Behold! A surface that is in contact with a liquid, yet it is not wet
Wetting is the opposite of beading. So water soaking into a fabric, vs. sitting on top of a coated surface.

I guess for arbitrarily fine mist, or maybe water beading off the surface of a waxed car, you could say that water isn't wet, but as soon as it consolidates into macro-sized drops, sheets, or a volume in a container, it's definitely "wet".
 
By that definition, given that water exhibits properties of both adhesion and cohesion, cohesion being the property of a molecule adhering to like molecules, water is wet because it sticks to itself
But the water cannot wet itself. It doesn't impart any characteristics to the other water molecules that those molecules do not already possess. Wetness is the state of something that has had water applied to it.
 
But the water cannot wet itself. It doesn't impart any characteristics to the other water molecules that those molecules do not already possess. Wetness is the state of something that has had water applied to it.

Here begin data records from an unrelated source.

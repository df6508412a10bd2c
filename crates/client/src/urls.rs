//! Endpoint URLs derived from a [`Configuration`]

use crate::config::Configuration;

/// URL builder for one configuration
#[derive(Debug, Clone, PartialEq, Eq)]
pub struct Endpoints {
    root: String,
}

impl Endpoints {
    /// Derive the API root from the configuration
    #[must_use]
    pub fn new(config: &Configuration) -> Self {
        let root = match config.base_url {
            Some(ref url) => url.trim_end_matches('/').to_string(),
            None => format!(
                "https://{}.beanstream.com/api/{}",
                config.platform, config.version
            ),
        };
        Self { root }
    }

    /// API root, without a trailing slash
    #[must_use]
    pub fn root(&self) -> &str {
        &self.root
    }

    /// `{root}/payments`
    #[must_use]
    pub fn payments(&self) -> String {
        format!("{}/payments", self.root)
    }

    /// `{root}/profiles`
    #[must_use]
    pub fn profiles(&self) -> String {
        format!("{}/profiles", self.root)
    }

    /// `{root}/profiles/{profile_id}`
    #[must_use]
    pub fn profile(&self, profile_id: &str) -> String {
        format!("{}/profiles/{profile_id}", self.root)
    }

    /// `{root}/profiles/{profile_id}/cards`
    #[must_use]
    pub fn profile_cards(&self, profile_id: &str) -> String {
        format!("{}/profiles/{profile_id}/cards", self.root)
    }

    /// `{root}/profiles/{profile_id}/cards/{card_id}`
    #[must_use]
    pub fn profile_card(&self, profile_id: &str, card_id: &str) -> String {
        format!("{}/profiles/{profile_id}/cards/{card_id}", self.root)
    }
}
//! Client-side request checks
//!
//! These run before any request is built and fail with
//! [`Error::Validation`].

use crate::error::{ApiResult, Error};
use crate::models::{Address, Card, ProfileRequest, Token};

fn require(value: &str, message: &str) -> ApiResult<()> {
    if value.trim().is_empty() {
        Err(Error::validation(message))
    } else {
        Ok(())
    }
}

/// IDs become single path segments, so only `[A-Za-z0-9_-]` is allowed
fn require_segment(value: &str, name: &str) -> ApiResult<()> {
    require(value, &format!("{name} is empty"))?;
    if value
        .chars()
        .all(|c| c.is_ascii_alphanumeric() || c == '-' || c == '_')
    {
        Ok(())
    } else {
        Err(Error::validation(format!(
            "{name} contains invalid characters: {value:?}"
        )))
    }
}

/// Profile IDs must be non-empty and path-safe
pub fn validate_profile_id(profile_id: &str) -> ApiResult<()> {
    require_segment(profile_id, "profile id")
}

/// Card IDs must be non-empty and path-safe
pub fn validate_card_id(card_id: &str) -> ApiResult<()> {
    require_segment(card_id, "card id")
}

/// Cards need a name, number, and expiry
pub fn validate_card(card: &Card) -> ApiResult<()> {
    require(&card.name, "card name is empty")?;
    require(&card.number, "card number is empty")?;
    require(&card.expiry_month, "card expiry month is empty")?;
    require(&card.expiry_year, "card expiry year is empty")
}

/// Tokens need a name and code
pub fn validate_token(token: &Token) -> ApiResult<()> {
    require(&token.name, "token name is empty")?;
    require(&token.code, "token code is empty")
}

/// Billing addresses, when given, need name, street, city, and country
pub fn validate_billing(billing: Option<&Address>) -> ApiResult<()> {
    let Some(billing) = billing else {
        return Ok(());
    };
    require(&billing.name, "billing name is empty")?;
    require(&billing.address_line1, "billing address line 1 is empty")?;
    require(&billing.city, "billing city is empty")?;
    require(&billing.country, "billing country is empty")
}

/// Exactly one of card or token, each valid, plus a valid billing address
pub fn validate_profile_request(request: &ProfileRequest) -> ApiResult<()> {
    match (&request.card, &request.token) {
        (Some(card), None) => validate_card(card)?,
        (None, Some(token)) => validate_token(token)?,
        (Some(_), Some(_)) => {
            return Err(Error::validation("profile needs a card or a token, not both"));
        }
        (None, None) => return Err(Error::validation("profile needs a card or a token")),
    }
    validate_billing(request.billing.as_ref())
}
//! Crate-wide error classification and the engine-level error type.

use crate::order::OrderId;
use crate::orderbook::OrderBookError;
use crate::risk::RiskError;
use thiserror::Error;

/// Coarse failure class used to pick a handling policy.
///
/// Validation and business failures must never be retried; transient
/// failures may be retried with backoff; internal failures are logged at
/// critical severity and surface as rejections.
#[derive(Debug, Clone, Copy, PartialEq, Eq, Hash)]
pub enum ErrorClass {
    /// The request itself is malformed. No state was changed.
    Validation,
    /// The referenced entity does not exist.
    NotFound,
    /// The request is well-formed but refused by a business rule.
    Business,
    /// A capacity or lifecycle condition that may clear; retryable.
    Transient,
    /// A defect inside the engine.
    Internal,
}

impl ErrorClass {
    /// Only transient failures are worth retrying.
    pub fn is_retryable(&self) -> bool {
        matches!(self, ErrorClass::Transient)
    }
}

/// Failures surfaced at the matching-engine boundary.
///
/// Book-level and risk-level failures pass through unchanged so callers
/// always see the originating component in the message.
#[derive(Debug, Error)]
#[non_exhaustive]
pub enum EngineError {
    /// A failure raised by a symbol's order book.
    #[error("order book: {0}")]
    Book(#[from] OrderBookError),

    /// A failure raised by the risk subsystem.
    #[error("risk: {0}")]
    Risk(#[from] RiskError),

    /// No book exists for the requested symbol.
    #[error("engine: unknown symbol {0}")]
    SymbolNotFound(String),

    /// The order id is not tracked by any book.
    #[error("engine: order {0} not found")]
    OrderNotFound(OrderId),

    /// The engine has been stopped and accepts no new work.
    #[error("engine: stopped, not accepting orders")]
    EngineStopped,

    /// Matching failed for an internal reason; the order was rejected.
    #[error("engine: matching failed: {message}")]
    MatchingFailed {
        /// What went wrong.
        message: String,
    },
}

impl EngineError {
    /// The handling class of this failure.
    pub fn class(&self) -> ErrorClass {
        match self {
            EngineError::Book(err) => err.class(),
            EngineError::Risk(err) => err.class(),
            EngineError::SymbolNotFound(_) | EngineError::OrderNotFound(_) => ErrorClass::NotFound,
            EngineError::EngineStopped => ErrorClass::Transient,
            EngineError::MatchingFailed { .. } => ErrorClass::Internal,
        }
    }

    /// Whether a caller may retry this operation with backoff.
    pub fn is_retryable(&self) -> bool {
        self.class().is_retryable()
    }
}

#[cfg(test)]
mod tests {
    use super::*;

    #[test]
    fn test_only_transient_is_retryable() {
        assert!(ErrorClass::Transient.is_retryable());
        assert!(!ErrorClass::Validation.is_retryable());
        assert!(!ErrorClass::Business.is_retryable());
        assert!(!ErrorClass::NotFound.is_retryable());
        assert!(!ErrorClass::Internal.is_retryable());
    }

    #[test]
    fn test_engine_stopped_is_transient() {
        assert_eq!(EngineError::EngineStopped.class(), ErrorClass::Transient);
        assert!(EngineError::EngineStopped.is_retryable());
    }

    #[test]
    fn test_book_error_class_passes_through() {
        let err = EngineError::Book(OrderBookError::OrderNotFound(OrderId(7)));
        assert_eq!(err.class(), ErrorClass::NotFound);
        let shown = format!("{err}");
        assert!(shown.contains("order book:"));
    }
}
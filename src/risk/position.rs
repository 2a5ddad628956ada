//! Per-(user, symbol) position accounting with realized and
//! mark-to-market PnL.

use serde::{Deserialize, Serialize};
use std::collections::HashMap;
use std::sync::RwLock;

/// One account's position in one symbol.
///
/// `quantity` is signed (long > 0, short < 0). `average_entry_price` is the
/// volume-weighted entry of the open quantity and is zero exactly when the
/// position is flat. Reducing fills realize PnL against the prior average;
/// a fill that crosses through zero re-opens the far side at the fill
/// price.
#[derive(Debug, Clone, Default, PartialEq, Serialize, Deserialize)]
pub struct Position {
    /// Account owning the position.
    pub user_id: String,
    /// Symbol the position is in.
    pub symbol: String,
    /// Signed open quantity in lots.
    pub quantity: i64,
    /// Volume-weighted average entry price in price units.
    pub average_entry_price: f64,
    /// PnL booked by reducing fills.
    pub realized_pnl: f64,
    /// Mark-to-market PnL of the open quantity.
    pub unrealized_pnl: f64,
    /// Timestamp of the last mutation, milliseconds since the epoch.
    pub last_updated: u64,
}

impl Position {
    fn new(user_id: &str, symbol: &str) -> Self {
        Self {
            user_id: user_id.to_string(),
            symbol: symbol.to_string(),
            ..Self::default()
        }
    }

    /// True when no quantity is open.
    pub fn is_flat(&self) -> bool {
        self.quantity == 0
    }

    /// Absolute notional of the open quantity at `price`.
    pub fn notional(&self, price: f64) -> f64 {
        self.quantity.unsigned_abs() as f64 * price
    }

    /// Applies a signed fill.
    ///
    /// Same-sign fills (or fills into a flat book) extend the position and
    /// reweight the average entry. Opposing fills first close against the
    /// average entry, realizing `closed * (fill - avg)` signed by the side
    /// being closed; any surplus opens the opposite side at `fill_price`.
    fn apply_fill(&mut self, delta: i64, fill_price: f64, now: u64) {
        if delta != 0 {
            let prior = self.quantity;
            if prior == 0 || (prior > 0) == (delta > 0) {
                let open = prior.unsigned_abs() as f64;
                let added = delta.unsigned_abs() as f64;
                self.average_entry_price =
                    (open * self.average_entry_price + added * fill_price) / (open + added);
                self.quantity = prior + delta;
            } else {
                let closed = prior.unsigned_abs().min(delta.unsigned_abs()) as f64;
                let per_lot = if prior > 0 {
                    fill_price - self.average_entry_price
                } else {
                    self.average_entry_price - fill_price
                };
                self.realized_pnl += closed * per_lot;
                self.quantity = prior + delta;
                if self.quantity == 0 {
                    self.average_entry_price = 0.0;
                } else if (self.quantity > 0) != (prior > 0) {
                    // Crossed through zero: the surplus opens fresh.
                    self.average_entry_price = fill_price;
                }
            }
        }
        self.last_updated = now;
    }

    /// Recomputes unrealized PnL against a mark price.
    fn mark(&mut self, price: f64, now: u64) {
        self.unrealized_pnl = if self.quantity == 0 {
            0.0
        } else {
            self.quantity as f64 * (price - self.average_entry_price)
        };
        self.last_updated = now;
    }
}

/// All positions, owned behind a single reader/writer lock.
///
/// The risk coordinator is the sole fill writer; readers take the read
/// lock for point lookups and listings. Updates create missing positions,
/// so fill application never fails.
#[derive(Debug, Default)]
pub struct PositionBook {
    inner: RwLock<HashMap<String, HashMap<String, Position>>>,
}

impl PositionBook {
    /// Creates an empty position book.
    pub fn new() -> Self {
        Self::default()
    }

    /// Applies one signed fill, creating the position if absent.
    ///
    /// In the assembled system the risk coordinator is the sole caller;
    /// the method is the accumulator's single mutation entry point.
    pub fn apply_fill(
        &self,
        user_id: &str,
        symbol: &str,
        delta: i64,
        fill_price: f64,
        now: u64,
    ) -> Position {
        let mut inner = write(&self.inner);
        let position = inner
            .entry(user_id.to_string())
            .or_default()
            .entry(symbol.to_string())
            .or_insert_with(|| Position::new(user_id, symbol));
        position.apply_fill(delta, fill_price, now);
        position.clone()
    }

    /// Applies a batch of fills under one write-lock acquisition.
    ///
    /// Entries are `(user_id, symbol, delta, fill_price)` applied in
    /// order; the returned positions line up with the input.
    pub(crate) fn apply_fills(
        &self,
        fills: &[(String, String, i64, f64)],
        now: u64,
    ) -> Vec<Position> {
        let mut inner = write(&self.inner);
        fills
            .iter()
            .map(|(user_id, symbol, delta, fill_price)| {
                let position = inner
                    .entry(user_id.clone())
                    .or_default()
                    .entry(symbol.clone())
                    .or_insert_with(|| Position::new(user_id, symbol));
                position.apply_fill(*delta, *fill_price, now);
                position.clone()
            })
            .collect()
    }

    /// Recomputes unrealized PnL for every holder of `symbol`.
    ///
    /// Returns the number of positions updated.
    pub fn mark(&self, symbol: &str, price: f64, now: u64) -> usize {
        let mut inner = write(&self.inner);
        let mut updated = 0;
        for positions in inner.values_mut() {
            if let Some(position) = positions.get_mut(symbol) {
                position.mark(price, now);
                updated += 1;
            }
        }
        updated
    }

    /// Point lookup. `None` when the user never traded the symbol.
    pub fn get(&self, user_id: &str, symbol: &str) -> Option<Position> {
        read(&self.inner).get(user_id)?.get(symbol).cloned()
    }

    /// Every position the user holds, flat ones included.
    pub fn list(&self, user_id: &str) -> Vec<Position> {
        read(&self.inner)
            .get(user_id)
            .map(|positions| positions.values().cloned().collect())
            .unwrap_or_default()
    }

    /// Total absolute notional across the user's positions at `price`.
    pub fn exposure(&self, user_id: &str, price: f64) -> f64 {
        read(&self.inner)
            .get(user_id)
            .map(|positions| {
                positions
                    .values()
                    .map(|position| position.notional(price))
                    .sum()
            })
            .unwrap_or(0.0)
    }

    /// Net open quantity across all users of `symbol`. Matched flow nets
    /// to zero.
    pub fn net_quantity(&self, symbol: &str) -> i64 {
        read(&self.inner)
            .values()
            .filter_map(|positions| positions.get(symbol))
            .map(|position| position.quantity)
            .sum()
    }

    /// Seeds the book from persisted state. Replaces existing entries.
    pub(crate) fn load(&self, positions: Vec<Position>) {
        let mut inner = write(&self.inner);
        for position in positions {
            inner
                .entry(position.user_id.clone())
                .or_default()
                .insert(position.symbol.clone(), position);
        }
    }
}

fn read<T>(lock: &RwLock<T>) -> std::sync::RwLockReadGuard<'_, T> {
    lock.read().unwrap_or_else(|poisoned| poisoned.into_inner())
}

fn write<T>(lock: &RwLock<T>) -> std::sync::RwLockWriteGuard<'_, T> {
    lock.write().unwrap_or_else(|poisoned| poisoned.into_inner())
}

A small mass of water molecules behaves very differently than a large mass of water molecules. Small masses evaporate instantly and become a gas, the reason water exists as a liquid is because the hydrogen atoms are attracted to each other on a submolecular level (hydrogen bonding/dipole bonding). That's why water's boiling point is so high relative to its mass compared to liquid hydrocarbons which can only be liquids because of their high mass (or at high pressures). Water's wetness is, upon reaching a critical mass within a range of temperatures, inherent
 
A small mass of water molecules behaves very differently than a large mass of water molecules. Small masses evaporate instantly and become a gas, the reason water exists as a liquid is because the hydrogen atoms are attracted to each other on a submolecular level (hydrogen bonding/dipole bonding). That's why water's boiling point is so high relative to its mass compared to liquid hydrocarbons which can only be liquids because of their high mass (or at high pressures). Water's wetness is, upon reaching a critical mass within a range of temperatures, inherent
That's the physical state of water itself, which varies with factors like mass and atmospheric pressure. Wetting is the act of applying water to another surface.